(DATA UNDER STUDY)
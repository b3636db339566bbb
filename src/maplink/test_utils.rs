//! Test helpers: an in-memory transport with canned responses and a call log.

use std::collections::HashMap;
use std::sync::Mutex;

use url::Url;

use super::providers::Transport;
use super::types::LinkError;

#[derive(Default)]
pub(crate) struct FakeTransport {
    /// Canned JSON bodies keyed by URL path (e.g. "/search").
    json: HashMap<String, serde_json::Value>,
    /// Short URL → final URL.
    redirects: HashMap<String, String>,
    fail_all: bool,
    calls: Mutex<Vec<String>>,
}

impl FakeTransport {
    pub(crate) fn new() -> Self {
        Self::default()
    }

    /// Every request fails as a transport error.
    pub(crate) fn failing() -> Self {
        Self { fail_all: true, ..Self::default() }
    }

    pub(crate) fn with_json(mut self, path: &str, body: serde_json::Value) -> Self {
        self.json.insert(path.to_string(), body);
        self
    }

    pub(crate) fn with_redirect(mut self, from: &str, to: &str) -> Self {
        self.redirects.insert(from.to_string(), to.to_string());
        self
    }

    /// Every URL requested so far, in order.
    pub(crate) fn calls(&self) -> Vec<String> {
        self.calls.lock().unwrap().clone()
    }
}

impl Transport for FakeTransport {
    fn get_json(&self, url: &Url) -> Result<serde_json::Value, LinkError> {
        self.calls.lock().unwrap().push(url.to_string());
        if self.fail_all {
            return Err(LinkError::Transport("connection refused".into()));
        }
        self.json
            .get(url.path())
            .cloned()
            .ok_or_else(|| LinkError::Transport(format!("404 for {}", url)))
    }

    fn resolve_redirect(&self, url: &str) -> Result<String, LinkError> {
        self.calls.lock().unwrap().push(url.to_string());
        if self.fail_all {
            return Err(LinkError::Transport("dns error: failed to lookup address".into()));
        }
        // unknown URLs resolve to themselves, as a HEAD without a redirect would
        Ok(self.redirects.get(url).cloned().unwrap_or_else(|| url.to_string()))
    }
}
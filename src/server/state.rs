use std::sync::Arc;

use crate::maplink::{MapLinkResolver, Transport};

/// Resolver over a type-erased transport so tests can swap in canned responses.
pub type SharedResolver = MapLinkResolver<Arc<dyn Transport>>;

pub struct AppState {
    pub resolver: SharedResolver,
}
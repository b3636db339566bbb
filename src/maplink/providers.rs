//! Outbound HTTP: the transport seam, its ureq implementation, and Nominatim lookups.

use std::sync::Arc;

use serde::Deserialize;
use url::Url;

use super::types::{Coordinate, LinkError};
use crate::config::ResolverConfig;

/// Redirects followed within a single short-link request.
const MAX_REDIRECTS_PER_REQUEST: u32 = 10;

/// HTTP capabilities the resolver needs. One network attempt per call, no retries.
pub trait Transport: Send + Sync {
    /// GET `url` and decode the body as JSON.
    fn get_json(&self, url: &Url) -> Result<serde_json::Value, LinkError>;

    /// HEAD `url` following redirects; returns the final URL.
    fn resolve_redirect(&self, url: &str) -> Result<String, LinkError>;
}

impl<T: Transport + ?Sized> Transport for Arc<T> {
    fn get_json(&self, url: &Url) -> Result<serde_json::Value, LinkError> {
        (**self).get_json(url)
    }

    fn resolve_redirect(&self, url: &str) -> Result<String, LinkError> {
        (**self).resolve_redirect(url)
    }
}

// ─── ureq transport ─────────────────────────────────────────────

/// Blocking transport backed by a shared ureq agent.
pub struct UreqTransport {
    agent: ureq::Agent,
    user_agent: String,
}

impl UreqTransport {
    pub fn new(config: &ResolverConfig) -> Self {
        let agent = ureq::AgentBuilder::new()
            .timeout(config.timeout())
            .redirects(MAX_REDIRECTS_PER_REQUEST)
            .build();
        Self {
            agent,
            user_agent: config.user_agent.clone(),
        }
    }
}

impl Transport for UreqTransport {
    fn get_json(&self, url: &Url) -> Result<serde_json::Value, LinkError> {
        let response = self
            .agent
            .get(url.as_str())
            .set("User-Agent", &self.user_agent)
            .call()
            .map_err(|e| LinkError::Transport(e.to_string()))?;

        response
            .into_json()
            .map_err(|e| LinkError::Transport(format!("invalid response body: {}", e)))
    }

    fn resolve_redirect(&self, url: &str) -> Result<String, LinkError> {
        let response = self
            .agent
            .head(url)
            .set("User-Agent", &self.user_agent)
            .call()
            .map_err(|e| LinkError::Transport(e.to_string()))?;

        Ok(response.get_url().to_string())
    }
}

// ─── Nominatim provider ─────────────────────────────────────────

/// Nominatim reports degrees as strings; some compatible services use numbers.
#[derive(Deserialize, Debug, Clone)]
#[serde(untagged)]
enum Degrees {
    Text(String),
    Number(f64),
}

impl Degrees {
    fn value(&self) -> Option<f64> {
        match self {
            Self::Text(s) => s.trim().parse().ok(),
            Self::Number(n) => Some(*n),
        }
    }
}

#[derive(Deserialize, Debug, Clone)]
struct NominatimPlace {
    lat: Degrees,
    lon: Degrees,
}

#[derive(Deserialize, Debug, Clone, Default)]
struct NominatimReverse {
    #[serde(default)]
    display_name: Option<String>,
}

/// Build the `/search` URL for a free-text address, limited to one result.
pub fn search_url(config: &ResolverConfig, address: &str) -> Result<Url, LinkError> {
    Url::parse_with_params(
        &config.nominatim_endpoint("search"),
        &[("q", address), ("format", "json"), ("limit", "1")],
    )
    .map_err(|e| LinkError::InvalidInput(format!("bad geocoder url: {}", e)))
}

/// Build the `/reverse` URL for a coordinate.
pub fn reverse_url(config: &ResolverConfig, lat: f64, lng: f64) -> Result<Url, LinkError> {
    Url::parse_with_params(
        &config.nominatim_endpoint("reverse"),
        &[
            ("lat", lat.to_string()),
            ("lon", lng.to_string()),
            ("format", "json".to_string()),
        ],
    )
    .map_err(|e| LinkError::InvalidInput(format!("bad geocoder url: {}", e)))
}

/// Forward-geocode via Nominatim. First candidate wins; any failure is "address not found".
pub fn nominatim_search(
    transport: &dyn Transport,
    config: &ResolverConfig,
    address: &str,
) -> Result<Coordinate, LinkError> {
    let url = search_url(config, address)?;

    let body = transport.get_json(&url).map_err(|e| {
        tracing::warn!(error = %e, "forward geocoding request failed");
        LinkError::address_not_found()
    })?;

    let places: Vec<NominatimPlace> = serde_json::from_value(body).map_err(|e| {
        tracing::warn!(error = %e, "unexpected forward geocoding payload");
        LinkError::address_not_found()
    })?;

    let first = places.first().ok_or_else(LinkError::address_not_found)?;
    match (first.lat.value(), first.lon.value()) {
        (Some(lat), Some(lng)) => Coordinate::new(lat, lng).map_err(|e| {
            tracing::warn!(error = %e, "geocoder returned unusable coordinates");
            LinkError::address_not_found()
        }),
        _ => Err(LinkError::address_not_found()),
    }
}

/// Reverse-geocode via Nominatim into its `display_name`.
pub fn nominatim_reverse(
    transport: &dyn Transport,
    config: &ResolverConfig,
    lat: f64,
    lng: f64,
) -> Result<String, LinkError> {
    let url = reverse_url(config, lat, lng)?;

    let body = transport.get_json(&url).map_err(|e| {
        tracing::warn!(error = %e, "reverse geocoding request failed");
        e
    })?;

    // Nominatim answers `{"error": "Unable to geocode"}` with 200 for empty areas
    let reverse: NominatimReverse = serde_json::from_value(body).unwrap_or_default();
    reverse
        .display_name
        .map(|s| s.trim().to_string())
        .filter(|s| !s.is_empty())
        .ok_or_else(LinkError::address_not_found_for_coordinates)
}

#[cfg(test)]
mod tests {
    use super::*;
    use crate::maplink::test_utils::FakeTransport;
    use approx::assert_relative_eq;
    use serde_json::json;

    #[test]
    fn test_search_url_encodes_address() {
        let url = search_url(&ResolverConfig::default(), "Via Roma 12, Udine").unwrap();
        assert_eq!(url.path(), "/search");
        let pairs: Vec<(String, String)> = url.query_pairs().into_owned().collect();
        assert!(pairs.contains(&("q".into(), "Via Roma 12, Udine".into())));
        assert!(pairs.contains(&("limit".into(), "1".into())));
        assert!(pairs.contains(&("format".into(), "json".into())));
    }

    #[test]
    fn test_reverse_url() {
        let url = reverse_url(&ResolverConfig::default(), 46.05, 13.23).unwrap();
        assert_eq!(url.path(), "/reverse");
        assert_eq!(url.query(), Some("lat=46.05&lon=13.23&format=json"));
    }

    #[test]
    fn test_search_first_candidate_wins() {
        let fake = FakeTransport::new().with_json(
            "/search",
            json!([
                { "lat": "46.0569", "lon": "13.2348", "display_name": "Udine" },
                { "lat": "1.0", "lon": "2.0", "display_name": "Elsewhere" }
            ]),
        );
        let c = nominatim_search(&fake, &ResolverConfig::default(), "Udine").unwrap();
        assert_relative_eq!(c.lat, 46.0569);
        assert_relative_eq!(c.lng, 13.2348);
    }

    #[test]
    fn test_search_numeric_degrees() {
        let fake = FakeTransport::new().with_json("/search", json!([{ "lat": 45.1, "lon": 9.5 }]));
        let c = nominatim_search(&fake, &ResolverConfig::default(), "Pavia").unwrap();
        assert_relative_eq!(c.lat, 45.1);
    }

    #[test]
    fn test_search_empty_is_not_found() {
        let fake = FakeTransport::new().with_json("/search", json!([]));
        let err = nominatim_search(&fake, &ResolverConfig::default(), "nowhere").unwrap_err();
        assert_eq!(err, LinkError::NotFound("address not found".into()));
    }

    #[test]
    fn test_search_transport_failure_is_not_found() {
        let fake = FakeTransport::failing();
        let err = nominatim_search(&fake, &ResolverConfig::default(), "Udine").unwrap_err();
        assert_eq!(err.reason(), "address not found");
    }

    #[test]
    fn test_search_garbage_coordinates() {
        let fake = FakeTransport::new().with_json("/search", json!([{ "lat": "abc", "lon": "1" }]));
        assert!(nominatim_search(&fake, &ResolverConfig::default(), "x").is_err());
    }

    #[test]
    fn test_reverse_display_name() {
        let fake = FakeTransport::new().with_json(
            "/reverse",
            json!({ "display_name": "Via Roma, Udine, Friuli-Venezia Giulia, Italia" }),
        );
        let addr = nominatim_reverse(&fake, &ResolverConfig::default(), 46.05, 13.23).unwrap();
        assert_eq!(addr, "Via Roma, Udine, Friuli-Venezia Giulia, Italia");
    }

    #[test]
    fn test_reverse_error_payload_is_not_found() {
        let fake = FakeTransport::new().with_json("/reverse", json!({ "error": "Unable to geocode" }));
        let err = nominatim_reverse(&fake, &ResolverConfig::default(), 0.0, -150.0).unwrap_err();
        assert_eq!(err.reason(), "address not found for coordinates");
    }

    #[test]
    fn test_reverse_transport_failure() {
        let fake = FakeTransport::failing();
        let err = nominatim_reverse(&fake, &ResolverConfig::default(), 46.0, 13.0).unwrap_err();
        assert!(matches!(err, LinkError::Transport(_)));
    }
}
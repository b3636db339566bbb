use axum::extract::{Query, State};
use axum::http::StatusCode;
use axum::response::{IntoResponse, Json, Response};
use serde::{Deserialize, Serialize};
use std::sync::Arc;
use std::time::Instant;

use crate::maplink::{
    generate_maps_link, incoming_map_url, is_map_link, validate_coordinate_strs, Coordinate,
    LinkError, ParsedLink, SiteLocation,
};

use super::state::{AppState, SharedResolver};

// ─── Error response ──────────────────────────────────────────────

#[derive(Serialize)]
struct ApiErrorBody {
    error: String,
    code: u16,
}

#[derive(Debug)]
pub struct ApiError(StatusCode, String);

impl IntoResponse for ApiError {
    fn into_response(self) -> Response {
        let body = ApiErrorBody {
            error: self.1,
            code: self.0.as_u16(),
        };
        (self.0, Json(body)).into_response()
    }
}

impl From<LinkError> for ApiError {
    fn from(e: LinkError) -> Self {
        let status = match e {
            LinkError::InvalidInput(_) => StatusCode::BAD_REQUEST,
            LinkError::UnrecognizedFormat => StatusCode::UNPROCESSABLE_ENTITY,
            LinkError::NotFound(_) => StatusCode::NOT_FOUND,
            LinkError::Transport(_) | LinkError::ShortLinkExpansion => StatusCode::BAD_GATEWAY,
        };
        ApiError(status, e.reason())
    }
}

fn api_error(status: StatusCode, msg: impl Into<String>) -> ApiError {
    ApiError(status, msg.into())
}

/// Run a blocking resolver call off the async runtime.
async fn run_blocking<R, F>(state: &Arc<AppState>, f: F) -> Result<R, ApiError>
where
    F: FnOnce(&SharedResolver) -> R + Send + 'static,
    R: Send + 'static,
{
    let state = Arc::clone(state);
    tokio::task::spawn_blocking(move || f(&state.resolver))
        .await
        .map_err(|e| api_error(StatusCode::INTERNAL_SERVER_ERROR, format!("resolver task failed: {}", e)))
}

fn required(value: Option<String>, name: &str) -> Result<String, ApiError> {
    match value {
        Some(v) if !v.trim().is_empty() => Ok(v),
        _ => Err(api_error(StatusCode::BAD_REQUEST, format!("Missing '{}' parameter", name))),
    }
}

fn required_coords(params: CoordQuery) -> Result<(f64, f64), ApiError> {
    let (Some(lat), Some(lng)) = (params.lat, params.lng) else {
        return Err(api_error(StatusCode::BAD_REQUEST, "Provide 'lat' and 'lng' parameters"));
    };
    let number = |name: &str, raw: &str| {
        raw.trim()
            .parse::<f64>()
            .ok()
            .filter(|v| v.is_finite())
            .ok_or_else(|| api_error(StatusCode::BAD_REQUEST, format!("'{}' is not a number", name)))
    };
    Ok((number("lat", &lat)?, number("lng", &lng)?))
}

// ─── Query shapes ────────────────────────────────────────────────

#[derive(Deserialize)]
pub struct LinkQuery {
    pub link: Option<String>,
}

#[derive(Deserialize)]
pub struct UrlQuery {
    pub url: Option<String>,
}

#[derive(Deserialize)]
pub struct AddressQuery {
    pub address: Option<String>,
}

/// Raw values, so non-numeric input gets an `ApiError` body rather than the extractor's plain-text 400.
#[derive(Deserialize)]
pub struct CoordQuery {
    pub lat: Option<String>,
    pub lng: Option<String>,
}

#[derive(Serialize, Debug)]
pub struct AddressResponse {
    pub address: String,
}

#[derive(Serialize, Debug)]
pub struct MapsLinkResponse {
    pub maps_link: String,
}

#[derive(Serialize, Debug)]
pub struct ValidationResponse {
    pub valid: bool,
    #[serde(skip_serializing_if = "Option::is_none")]
    pub error: Option<String>,
}

#[derive(Serialize, Debug)]
pub struct DeepLinkResponse {
    pub map_url: Option<String>,
    pub is_map_link: bool,
}

// ─── GET /api/parse ──────────────────────────────────────────────

pub async fn parse(
    State(state): State<Arc<AppState>>,
    Query(params): Query<LinkQuery>,
) -> Result<Json<ParsedLink>, ApiError> {
    let start = Instant::now();
    let link = required(params.link, "link")?;

    let result = run_blocking(&state, move |r| r.parse_map_link(&link)).await?;

    tracing::info!(
        ok = result.is_ok(),
        elapsed_ms = start.elapsed().as_secs_f64() * 1000.0,
        "GET /api/parse"
    );
    Ok(Json(result?))
}

// ─── GET /api/expand ─────────────────────────────────────────────

pub async fn expand(
    State(state): State<Arc<AppState>>,
    Query(params): Query<UrlQuery>,
) -> Result<Json<ParsedLink>, ApiError> {
    let url = required(params.url, "url")?;
    let result = run_blocking(&state, move |r| r.expand_short_link(&url)).await?;
    Ok(Json(result?))
}

// ─── GET /api/geocode ────────────────────────────────────────────

pub async fn geocode(
    State(state): State<Arc<AppState>>,
    Query(params): Query<AddressQuery>,
) -> Result<Json<Coordinate>, ApiError> {
    let start = Instant::now();
    let address = required(params.address, "address")?;

    let result = run_blocking(&state, move |r| r.geocode_address(&address)).await?;

    tracing::info!(
        ok = result.is_ok(),
        elapsed_ms = start.elapsed().as_secs_f64() * 1000.0,
        "GET /api/geocode"
    );
    Ok(Json(result?))
}

// ─── GET /api/reverse ────────────────────────────────────────────

pub async fn reverse(
    State(state): State<Arc<AppState>>,
    Query(params): Query<CoordQuery>,
) -> Result<Json<AddressResponse>, ApiError> {
    let (lat, lng) = required_coords(params)?;
    let address = run_blocking(&state, move |r| r.reverse_geocode(lat, lng)).await??;
    Ok(Json(AddressResponse { address }))
}

// ─── GET /api/link ───────────────────────────────────────────────

pub async fn maps_link(Query(params): Query<CoordQuery>) -> Result<Json<MapsLinkResponse>, ApiError> {
    let (lat, lng) = required_coords(params)?;
    Ok(Json(MapsLinkResponse {
        maps_link: generate_maps_link(lat, lng),
    }))
}

// ─── GET /api/validate ───────────────────────────────────────────

pub async fn validate(Query(params): Query<CoordQuery>) -> Json<ValidationResponse> {
    let lat = params.lat.unwrap_or_default();
    let lng = params.lng.unwrap_or_default();
    Json(match validate_coordinate_strs(&lat, &lng) {
        Ok(_) => ValidationResponse { valid: true, error: None },
        Err(e) => ValidationResponse { valid: false, error: Some(e.to_string()) },
    })
}

// ─── GET /api/site ───────────────────────────────────────────────

pub async fn site(
    State(state): State<Arc<AppState>>,
    Query(params): Query<LinkQuery>,
) -> Result<Json<SiteLocation>, ApiError> {
    let link = required(params.link, "link")?;
    let site = run_blocking(&state, move |r| r.resolve_site_location(&link)).await??;
    Ok(Json(site))
}

// ─── GET /api/deeplink ───────────────────────────────────────────

pub async fn deeplink(Query(params): Query<UrlQuery>) -> Result<Json<DeepLinkResponse>, ApiError> {
    let app_url = required(params.url, "url")?;
    let map_url = incoming_map_url(&app_url);
    let is_map = map_url.as_deref().map(is_map_link).unwrap_or(false);
    Ok(Json(DeepLinkResponse {
        map_url,
        is_map_link: is_map,
    }))
}

#[cfg(test)]
mod tests {
    use super::*;
    use crate::config::ResolverConfig;
    use crate::maplink::test_utils::FakeTransport;
    use crate::maplink::{MapLinkResolver, Transport};
    use serde_json::json;

    fn state_with(fake: FakeTransport) -> State<Arc<AppState>> {
        let transport: Arc<dyn Transport> = Arc::new(fake);
        let resolver = MapLinkResolver::with_transport(ResolverConfig::default(), transport);
        State(Arc::new(AppState { resolver }))
    }

    fn link_query(link: &str) -> Query<LinkQuery> {
        Query(LinkQuery { link: Some(link.to_string()) })
    }

    #[tokio::test]
    async fn test_parse_ok() {
        let Json(link) = parse(state_with(FakeTransport::new()), link_query("https://maps.google.com/?q=46.0569,13.2348"))
            .await
            .unwrap();
        assert_eq!(link.lat, 46.0569);
        assert_eq!(link.lng, 13.2348);
    }

    #[tokio::test]
    async fn test_parse_missing_param() {
        let err = parse(state_with(FakeTransport::new()), Query(LinkQuery { link: None }))
            .await
            .unwrap_err();
        assert_eq!(err.0, StatusCode::BAD_REQUEST);
    }

    #[tokio::test]
    async fn test_parse_unrecognized_is_422() {
        let err = parse(state_with(FakeTransport::new()), link_query("https://example.com/"))
            .await
            .unwrap_err();
        assert_eq!(err.0, StatusCode::UNPROCESSABLE_ENTITY);
        assert_eq!(err.1, "unrecognized link format");
    }

    #[tokio::test]
    async fn test_expand_failure_is_502() {
        let err = expand(
            state_with(FakeTransport::failing()),
            Query(UrlQuery { url: Some("https://maps.app.goo.gl/x".into()) }),
        )
        .await
        .unwrap_err();
        assert_eq!(err.0, StatusCode::BAD_GATEWAY);
    }

    #[tokio::test]
    async fn test_geocode_not_found_is_404() {
        let err = geocode(
            state_with(FakeTransport::new().with_json("/search", json!([]))),
            Query(AddressQuery { address: Some("Via Inesistente".into()) }),
        )
        .await
        .unwrap_err();
        assert_eq!(err.0, StatusCode::NOT_FOUND);
        assert_eq!(err.1, "address not found");
    }

    #[tokio::test]
    async fn test_reverse_ok() {
        let Json(resp) = reverse(
            state_with(FakeTransport::new().with_json("/reverse", json!({ "display_name": "Udine" }))),
            Query(CoordQuery { lat: Some("46.06".into()), lng: Some("13.24".into()) }),
        )
        .await
        .unwrap();
        assert_eq!(resp.address, "Udine");
    }

    #[tokio::test]
    async fn test_maps_link() {
        let Json(resp) = maps_link(Query(CoordQuery { lat: Some("46.05".into()), lng: Some("13.23".into()) }))
            .await
            .unwrap();
        assert_eq!(resp.maps_link, generate_maps_link(46.05, 13.23));
        assert!(maps_link(Query(CoordQuery { lat: None, lng: Some("1.0".into()) })).await.is_err());
    }

    #[tokio::test]
    async fn test_non_numeric_coords_are_api_errors() {
        let err = maps_link(Query(CoordQuery { lat: Some("abc".into()), lng: Some("13.23".into()) }))
            .await
            .unwrap_err();
        assert_eq!(err.0, StatusCode::BAD_REQUEST);
        assert_eq!(err.1, "'lat' is not a number");

        let fake = FakeTransport::new();
        let err = reverse(
            state_with(fake),
            Query(CoordQuery { lat: Some("46.06".into()), lng: Some("NaN".into()) }),
        )
        .await
        .unwrap_err();
        assert_eq!(err.0, StatusCode::BAD_REQUEST);
        assert_eq!(err.1, "'lng' is not a number");

        let body = axum::body::to_bytes(err.into_response().into_body(), usize::MAX).await.unwrap();
        let body: serde_json::Value = serde_json::from_slice(&body).unwrap();
        assert_eq!(body, json!({ "error": "'lng' is not a number", "code": 400 }));
    }

    #[tokio::test]
    async fn test_validate() {
        let Json(ok) = validate(Query(CoordQuery { lat: Some("45".into()), lng: Some("10".into()) })).await;
        assert!(ok.valid);
        assert!(ok.error.is_none());

        let Json(bad) = validate(Query(CoordQuery { lat: Some("91".into()), lng: Some("0".into()) })).await;
        assert!(!bad.valid);
        assert!(bad.error.unwrap().contains("latitude"));

        let Json(nan) = validate(Query(CoordQuery { lat: Some("abc".into()), lng: None })).await;
        assert_eq!(nan.error.as_deref(), Some("coordinates are not numeric"));
    }

    #[tokio::test]
    async fn test_site() {
        let fake = FakeTransport::new().with_json("/reverse", json!({ "display_name": "Via Roma 1, Udine" }));
        let Json(resolved) = site(state_with(fake), link_query("https://maps.google.com/?q=46.05,13.23"))
            .await
            .unwrap();
        assert_eq!(resolved.address.as_deref(), Some("Via Roma 1, Udine"));
    }

    #[tokio::test]
    async fn test_deeplink() {
        let Json(resp) = deeplink(Query(UrlQuery {
            url: Some("https://cantieri.example.com/?map=https%3A%2F%2Fmaps.app.goo.gl%2Fabc".into()),
        }))
        .await
        .unwrap();
        assert_eq!(resp.map_url.as_deref(), Some("https://maps.app.goo.gl/abc"));
        assert!(resp.is_map_link);
    }
}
(End DATA UNDER STUDY)
• _THE PROBLEM_:
Go through the entries and copy each line holding the string "https".

• _WRITTEN RESPONSE_:
        let Json(link) = parse(state_with(FakeTransport::new()), link_query("https://maps.google.com/?q=46.0569,13.2348"))
        let err = parse(state_with(FakeTransport::new()), link_query("https://example.com/"))
            Query(UrlQuery { url: Some("https://maps.app.goo.gl/x".into()) }),
        let Json(resolved) = site(state_with(fake), link_query("https://maps.google.com/?q=46.05,13.23"))
            url: Some("https://cantieri.example.com/?map=https%3A%2F%2Fmaps.app.goo.gl%2Fabc".into()),
        assert_eq!(resp.map_url.as_deref(), Some("https://maps.app.goo.gl/abc"));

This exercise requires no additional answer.